- Relator(a)
- Alberto Bastos Balazeiro
- Órgão julgador
- 3ª Turma
- Data do julgamento
- 19/10/2022
- Data de publicação
- 21/10/2022
TST – Recurso de Revista 0000202-26.2019.5.09.0651, Rel. Alberto Bastos Balazeiro, 3ª Turma, j. 19/10/2022, p. 21/10/2022
EMENTA: RECURSO DE REVISTA. LEIS NºS 13.015/2014 E 13.467/2017 . ESTABILIDADE PROVISÓRIA DA GESTANTE. DESISTÊNCIA DO CUMPRIMENTO DO AVISO PRÉVIO TRABALHADO. EFEITOS. DIREITO IRRENUNCIÁVEL. CONFIRMAÇÃO DA GESTAÇÃO NO PRAZO DO AVISO PRÉVIO. INDENIZAÇÃO SUBSTITUTIVA. 1. A controvérsia refere-se aos efeitos da desistência do cumprimento do aviso prévio trabalhado, notadamente quanto à fixação da data da rescisão contratual a ser considerada para o direito à estabilidade provisória da gestante. 2. Por um lado, esta Corte pacificou o entendimento, nos termos da Súmula 276/TST, no sentido de que o direito ao aviso prévio é irrenunciável. Por outro, o Supremo Tribunal Federal, ao julgamento do RE 629.253, fixou a seguinte tese de repercussão geral (Tema 497): "a incidência da estabilidade prevista no art. 10, inc.
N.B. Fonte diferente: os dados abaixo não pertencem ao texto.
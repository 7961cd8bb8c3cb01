//! Core library for siteload: smoke and load checks against a website's
//! page paths, with k6-style pass/fail thresholds.

pub mod config;
pub mod error;
pub mod fetcher;
pub mod outcome;
pub mod profile;
pub mod runner;
pub mod summary;
pub mod target;
pub mod threshold;

pub use config::{load_config, FileConfig, Mode, Overrides, Settings};
pub use error::{Result, SiteloadError};
pub use fetcher::{FetchError, Fetcher, HttpFetcher};
pub use outcome::{OutcomeLog, RequestOutcome};
pub use profile::{LoadProfile, Stage};
pub use runner::{RunOptions, RunReport, RunState, ScenarioRunner};
pub use summary::{LatencyStats, RunSummary};
pub use target::{PickStrategy, TargetConfig};
pub use threshold::{evaluate, Threshold, ThresholdResult, ThresholdSet};
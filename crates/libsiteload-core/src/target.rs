//! Target registry: the site's base URL and the page paths to exercise

use rand::Rng;
use reqwest::Url;
use serde::{Deserialize, Serialize};

use crate::error::{Result, SiteloadError};

/// Site exercised when no override is given
pub const DEFAULT_BASE_URL: &str = "https://projetoumportodostodosporum.org";

/// Page paths taken from the site's sitemap.xml.
///
/// The duplicate entry mirrors the sitemap and is kept so the random
/// distribution matches it.
pub const DEFAULT_PAGES: &[&str] = &[
    "", // main page
    "about-us",
    "about-us/authors-credentials",
    "about-us/authors-credentials",
    "about-us/authors-management",
    "about-us/meet-the-author",
    "about-us/services",
    "about-us/talking-about-the-project",
    "fields",
    "fields/churches-in-unity",
    "fields/collaborators",
    "fields/collected-offers",
    "fields/offeror-families",
    "fields/offeror-families/all",
    "fields/offeror-families/specific",
    "fields/recovery-houses",
    "fields/reports",
    "fields/volunteers",
    "fields/welcomed-families",
    "how-to-participate",
    "how-to-participate/administrative-documents",
    "how-to-participate/as-autonomous-collaborator",
    "how-to-participate/as-church-in-unity",
    "how-to-participate/as-recovery-house",
    "how-to-participate/as-volunteer-family",
];

/// How a virtual user chooses the path for its next request
#[derive(Debug, Clone, PartialEq, Eq, Serialize, Deserialize)]
#[serde(rename_all = "snake_case")]
pub enum PickStrategy {
    /// Uniformly random index into the path list, independent per call
    RandomUniform,
    /// Always the same path
    Fixed(String),
}

impl PickStrategy {
    pub fn as_str(&self) -> &'static str {
        match self {
            PickStrategy::RandomUniform => "random_uniform",
            PickStrategy::Fixed(_) => "fixed",
        }
    }
}

/// Base URL plus ordered page paths. Validated on construction and
/// read-only afterwards.
#[derive(Debug, Clone, PartialEq, Eq, Serialize)]
pub struct TargetConfig {
    base_url: String,
    paths: Vec<String>,
}

impl TargetConfig {
    /// Build a registry, failing fast on an empty path list or a base URL
    /// that is not an absolute http(s) URL.
    pub fn new(base_url: impl Into<String>, paths: Vec<String>) -> Result<Self> {
        let base_url = base_url.into();
        validate_base_url(&base_url)?;

        if paths.is_empty() {
            return Err(SiteloadError::EmptyTargets);
        }

        Ok(Self {
            base_url: base_url.trim_end_matches('/').to_string(),
            paths,
        })
    }

    /// The built-in site and sitemap paths, optionally pointed at another host
    pub fn site_default(base_url: Option<&str>) -> Result<Self> {
        let paths = DEFAULT_PAGES.iter().map(|p| p.to_string()).collect();
        Self::new(base_url.unwrap_or(DEFAULT_BASE_URL), paths)
    }

    pub fn base_url(&self) -> &str {
        &self.base_url
    }

    pub fn paths(&self) -> &[String] {
        &self.paths
    }

    pub fn len(&self) -> usize {
        self.paths.len()
    }

    pub fn is_empty(&self) -> bool {
        self.paths.is_empty()
    }

    /// Pick the path for one iteration
    pub fn pick_path<'a, R: Rng + ?Sized>(&'a self, strategy: &'a PickStrategy, rng: &mut R) -> &'a str {
        match strategy {
            PickStrategy::RandomUniform => {
                let idx = rng.gen_range(0..self.paths.len());
                &self.paths[idx]
            }
            PickStrategy::Fixed(path) => path,
        }
    }

    /// Full URL for a relative path: `base_url + "/" + path`
    pub fn url_for(&self, path: &str) -> String {
        format!("{}/{}", self.base_url, path.trim_start_matches('/'))
    }
}

fn validate_base_url(base_url: &str) -> Result<()> {
    let invalid = |reason: &str| SiteloadError::InvalidUrl {
        url: base_url.to_string(),
        reason: reason.to_string(),
    };

    let url = Url::parse(base_url).map_err(|e| invalid(&e.to_string()))?;
    match url.scheme() {
        "http" | "https" => {}
        other => return Err(invalid(&format!("unsupported scheme '{}'", other))),
    }
    if url.host_str().is_none() {
        return Err(invalid("missing host"));
    }
    Ok(())
}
II, do ADCT somente exige a anterioridade da gravidez à dispensa sem justa causa" . 3. Tratando-se de direito irrenunciável, a desistência do cumprimento do aviso prévio trabalhado não produz efeitos quanto à projeção do tempo na fixação da data da rescisão contratual. 4. Confirmado o início da gestação antes do término do contrato de trabalho, considerada a projeção do aviso prévio, faz jus a empregada à indenização substitutiva do direito à estabilidade provisória prevista no art. 10, II, "b", do ADCT. Recurso de revista de que se conhece e a que se dá provimento. (Tribunal Superior do Trabalho (3ª Turma). Acórdão: 0000202-26.2019.5.09.0651. Relator(a): ALBERTO BASTOS BALAZEIRO. Data de julgamento: 19/10/2022. Juntado aos autos em 21/10/2022.)